*WHAT YOU SHOULD DO*
Every entry is to be written out word for word.

==== RECORDS SHOWN ====

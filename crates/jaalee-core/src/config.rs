// Per-account runtime configuration.

use std::time::Duration;

use secrecy::SecretString;
use url::Url;

/// Default poll interval. The vendor rate-limits the data endpoint to
/// one request per minute; two minutes leaves headroom.
pub const DEFAULT_POLL_INTERVAL: Duration = Duration::from_secs(120);

/// Everything needed to run one cloud account.
///
/// Produced by `jaalee-config` from a named profile, or assembled
/// directly in tests.
#[derive(Debug, Clone)]
pub struct AccountConfig {
    /// Account email -- the unique identity of this account.
    pub email: String,
    /// Stored long-lived token from a completed setup flow.
    pub token: Option<SecretString>,
    /// IANA timezone name sent with the login request.
    pub time_zone: String,
    /// Fixed refresh interval for the background poll task.
    pub poll_interval: Duration,
    /// Per-call HTTP timeout.
    pub timeout: Duration,
    /// Base URL override (tests, staging). `None` means production.
    pub base_url: Option<Url>,
}

impl AccountConfig {
    pub fn new(email: impl Into<String>) -> Self {
        Self {
            email: email.into(),
            token: None,
            time_zone: "UTC".into(),
            poll_interval: DEFAULT_POLL_INTERVAL,
            timeout: jaalee_api::transport::API_TIMEOUT,
            base_url: None,
        }
    }

    pub fn with_token(mut self, token: SecretString) -> Self {
        self.token = Some(token);
        self
    }

    pub fn with_base_url(mut self, base_url: Url) -> Self {
        self.base_url = Some(base_url);
        self
    }

    pub fn with_poll_interval(mut self, interval: Duration) -> Self {
        self.poll_interval = interval;
        self
    }
}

====

*TASK ANSWER*
filename crates/jaalee-core/src/config.rs
// Per-account runtime configuration.

use std::time::Duration;

use secrecy::SecretString;
use url::Url;

/// Default poll interval. The vendor rate-limits the data endpoint to
/// one request per minute; two minutes leaves headroom.
pub const DEFAULT_POLL_INTERVAL: Duration = Duration::from_secs(120);

/// Everything needed to run one cloud account.
///
/// Produced by `jaalee-config` from a named profile, or assembled
/// directly in tests.
#[derive(Debug, Clone)]
pub struct AccountConfig {
    /// Account email -- the unique identity of this account.
    pub email: String,
    /// Stored long-lived token from a completed setup flow.
    pub token: Option<SecretString>,
    /// IANA timezone name sent with the login request.
    pub time_zone: String,
    /// Fixed refresh interval for the background poll task.
    pub poll_interval: Duration,
    /// Per-call HTTP timeout.
    pub timeout: Duration,
    /// Base URL override (tests, staging). `None` means production.
    pub base_url: Option<Url>,
}

impl AccountConfig {
    pub fn new(email: impl Into<String>) -> Self {
        Self {
            email: email.into(),
            token: None,
            time_zone: "UTC".into(),
            poll_interval: DEFAULT_POLL_INTERVAL,
            timeout: jaalee_api::transport::API_TIMEOUT,
            base_url: None,
        }
    }

    pub fn with_token(mut self, token: SecretString) -> Self {
        self.token = Some(token);
        self
    }

    pub fn with_base_url(mut self, base_url: Url) -> Self {
        self.base_url = Some(base_url);
        self
    }

    pub fn with_poll_interval(mut self, interval: Duration) -> Self {
        self.poll_interval = interval;
        self
    }
}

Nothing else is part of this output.